И автор этой картины не ограничивается критикой. Он выискивает средство помочь злу и находит его – в подготовке, посредством революционной пропаганды, государственного переворота! Всеобщий невроз охватывает и его. Он сначала, как фон дер Ховен, подумывал бежать; но, посоветовавшись с друзьями, отказался пока покидать отечество, Уверенный, что на месте он лучше поработает «над лучшим видом революции». Друзья, о которых он упоминает, это все члены будущего Тайного комитета, который он учредит окончательно после своего вступления на престол и назовет Комитетом народного спасения, но который уже подготовляется и начинает воплощаться. В настоящее время в нем состоят Павел Строганов, получивший свое политическое воспитание в Женеве и Париже, под руководством монтаньяра Ромма; Николай Новосильцев, пополняющий свое образование в Лондоне в тесном общении с Фоксом, и Адам Чарторыйский, думающий только о своей Польше. Вот план действий, составленный ими сообща:
«Мы намереваемся в течение настоящего царствования поручить перевести на русский язык столько полезных книг, сколько только окажется возможным, но выходить в печати будут только те из них, печатание которых окажется возможным, а остальные мы прибережем для будущего; таким образом положим начало распространению просвещения умов… Когда же придет и мой черед, тогда нужно будет стараться, само собой разумеется постепенно, образовать народное представительство, которое, должным образом руководимое, составило бы свободную конституцию, после чего моя власть совершенно прекратилась бы, и я, если Провидение благословит нашу работу, удалился бы в какой-нибудь уголок и жил бы там счастливый и довольный… Дай только Бог, чтобы мы когда-нибудь могли достигнуть нашей цели – даровать России свободу и предохранить ее от поползновений деспотизма и тирании».

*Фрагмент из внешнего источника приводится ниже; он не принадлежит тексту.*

use std::env;
use std::ffi::{OsStr, OsString};
use std::path::{Component, Path, PathBuf};

/// 移除編碼名稱中的連字號，用於預設檔名與目錄名（`utf-8` → `utf8`）
pub fn sanitize_encoding_name(encoding: &str) -> String {
    encoding.replace('-', "")
}

/// `<stem>_<encoding><ext>`
pub fn suffixed_file_name(input_path: &Path, sanitized_encoding: &str) -> OsString {
    let mut name = input_path
        .file_stem()
        .map(OsStr::to_os_string)
        .unwrap_or_default();
    name.push("_");
    name.push(sanitized_encoding);
    if let Some(ext) = input_path.extension() {
        name.push(".");
        name.push(ext);
    }
    name
}

pub fn default_batch_output_dir(input_dir: &Path, target_encoding: &str) -> PathBuf {
    input_dir.join(format!("converted_{}", sanitize_encoding_name(target_encoding)))
}

/// 計算輸出路徑。
///
/// 單檔模式下 `explicit_output` 原樣使用，否則在輸入檔所在目錄產生
/// `<stem>_<encoding><ext>`。批次模式下檔名規則相同，放在
/// `output_base_dir`（或 `explicit_output`，或 `<輸入目錄>/converted_<encoding>`）之下。
pub fn derive_output_path(
    input_path: &Path,
    target_encoding: &str,
    explicit_output: Option<&Path>,
    is_batch: bool,
    output_base_dir: Option<&Path>,
) -> PathBuf {
    let file_name = suffixed_file_name(input_path, &sanitize_encoding_name(target_encoding));
    if is_batch {
        let base_dir = output_base_dir
            .or(explicit_output)
            .map(Path::to_path_buf)
            .unwrap_or_else(|| {
                default_batch_output_dir(parent_dir(input_path), target_encoding)
            });
        base_dir.join(file_name)
    } else {
        match explicit_output {
            Some(output) => output.to_path_buf(),
            None => input_path.with_file_name(file_name),
        }
    }
}

fn parent_dir(path: &Path) -> &Path {
    path.parent().unwrap_or_else(|| Path::new(""))
}

/// 轉為絕對路徑並以字面方式消去 `.` 與 `..`，不解析符號連結
pub fn absolute_path(path: &Path) -> PathBuf {
    let joined = if path.is_absolute() {
        path.to_path_buf()
    } else {
        match env::current_dir() {
            Ok(cwd) => cwd.join(path),
            Err(_) => path.to_path_buf(),
        }
    };

    let mut normalized = PathBuf::new();
    for component in joined.components() {
        match component {
            Component::CurDir => {}
            Component::ParentDir => {
                normalized.pop();
            }
            other => normalized.push(other.as_os_str()),
        }
    }
    normalized
}

/// 兩個路徑的絕對形式是否相同（輸出會覆寫輸入）
pub fn is_same_path(input_path: &Path, output_path: &Path) -> bool {
    absolute_path(input_path) == absolute_path(output_path)
}

/// 使用者主目錄，依序讀取 `HOME` 與 `USERPROFILE`
pub fn home_dir() -> Option<PathBuf> {
    env::var_os("HOME")
        .filter(|home| !home.is_empty())
        .or_else(|| env::var_os("USERPROFILE").filter(|home| !home.is_empty()))
        .map(PathBuf::from)
}

#[cfg(test)]
mod tests {
    use super::*;

    #[test]
    fn sanitizes_hyphens() {
        assert_eq!(sanitize_encoding_name("utf-8"), "utf8");
        assert_eq!(sanitize_encoding_name("utf-16-le"), "utf16le");
        assert_eq!(sanitize_encoding_name("gbk"), "gbk");
    }

    #[test]
    fn single_mode_defaults_next_to_input() {
        let out = derive_output_path(Path::new("lyrics/song.lrc"), "utf-8", None, false, None);
        assert_eq!(out, PathBuf::from("lyrics/song_utf8.lrc"));
    }

    #[test]
    fn single_mode_uses_explicit_output_verbatim() {
        let out = derive_output_path(
            Path::new("song.lrc"),
            "utf-8",
            Some(Path::new("out/fixed.lrc")),
            false,
            None,
        );
        assert_eq!(out, PathBuf::from("out/fixed.lrc"));
    }

    #[test]
    fn batch_mode_defaults_to_converted_subdirectory() {
        let out = derive_output_path(Path::new("subs/a.srt"), "utf-8", None, true, None);
        assert_eq!(out, PathBuf::from("subs/converted_utf8/a_utf8.srt"));
    }

    #[test]
    fn batch_mode_prefers_output_base_dir() {
        let out = derive_output_path(
            Path::new("subs/a.srt"),
            "big5",
            Some(Path::new("ignored")),
            true,
            Some(Path::new("target")),
        );
        assert_eq!(out, PathBuf::from("target/a_big5.srt"));
    }

    #[test]
    fn files_without_extension_keep_no_extension() {
        let out = derive_output_path(Path::new("README"), "utf-8", None, false, None);
        assert_eq!(out, PathBuf::from("README_utf8"));
        let out = derive_output_path(Path::new("dir/.hidden"), "gbk", None, false, None);
        assert_eq!(out, PathBuf::from("dir/.hidden_gbk"));
    }

    #[test]
    fn default_naming_never_targets_the_input() {
        for name in ["a.txt", "notes", ".rc", "x.tar.gz", "b."] {
            for encoding in ["utf-8", "gbk", "-", ""] {
                let input = Path::new("dir").join(name);
                for batch in [false, true] {
                    let out = derive_output_path(&input, encoding, None, batch, None);
                    assert!(!is_same_path(&input, &out), "{} / {}", name, encoding);
                }
            }
        }
    }

    #[test]
    fn same_path_detection_normalizes_components() {
        assert!(is_same_path(Path::new("a/b.txt"), Path::new("a/./c/../b.txt")));
        assert!(!is_same_path(Path::new("a/b.txt"), Path::new("a/b_utf8.txt")));
        let abs = absolute_path(Path::new("x.txt"));
        assert!(abs.is_absolute());
        assert!(is_same_path(Path::new("x.txt"), &abs));
    }
}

«Когда же придет и мой черед…» В то время, когда было написано это письмо, Павлу было только сорок три года. Хотел ли Александр, чтобы предназначенная им к свободе Россия подождала ею пользоваться, пока пройдет нормальный срок жизни, дошедшей еще только до половины своего возможного течения, и стонала бы до тех пор под игом безумного тирана? Этого не может быть. С первого же года воцарения отца, еще во время коронационных торжеств, он просил Адама Чарторыйского набросать проект манифеста для его собственного вступления на престол, с перечислением всех несовершенств существующего режима и всех преимуществ того, который его заменит. Павел сам, как известно, принял при жизни Екатерины ту же предосторожность; сын, без сомнения, об этом знал, а подобные примеры заразительны. Но сын выказывал еще больше торопливости. Отец ограничивался порицанием, сын же организовал очаг революционной пропаганды и в 1798 году мечтал привлечь к этому делу самого государственного канцлера! При содействии одного из своих молодых друзей, Виктора Кочубея, он просил Безбородко составить проект конституционной реформы. И, из уважения к наследнику, дядя повиновался племяннику, но не оправдал возлагаемых на него надежд, объявив себя сторонником самодержавия и ограничившись выражением пожелания, чтобы самодержавие, сохраненное во всей своей полноте, послужило не к удовлетворению прихотей одного властелина, а к уважению закона.
Во всяком случае подготовка трагического события, имевшего место 11/23 марта 1801 года, уже ясна в этом движении более или менее продуманных идей и более или менее сознательных домогательств. Осенью 1797 года великий князь еще не назначал, конечно, точно числа события, которое передаст ему, раньше времени, отцовское наследие; по всей вероятности это намерение никогда не выливалось у него в совершенно определенную форму. Менее чем через год после восшествия на престол его отца, он допускал, однако, необходимость изменить революционным путем правильный порядок престолонаследия и политическую организацию страны.
А если, уже задумав это дело, он говорил о намерении удалиться и поселиться на швейцарской ферме, или на берегах Рейна, то это только одни слова, входящие в программу большинства великих честолюбцев. Разве Бонапарт после Арколы и Риволи не говорил о своем намерении вернуться на прежнее место, «как простой гражданин»?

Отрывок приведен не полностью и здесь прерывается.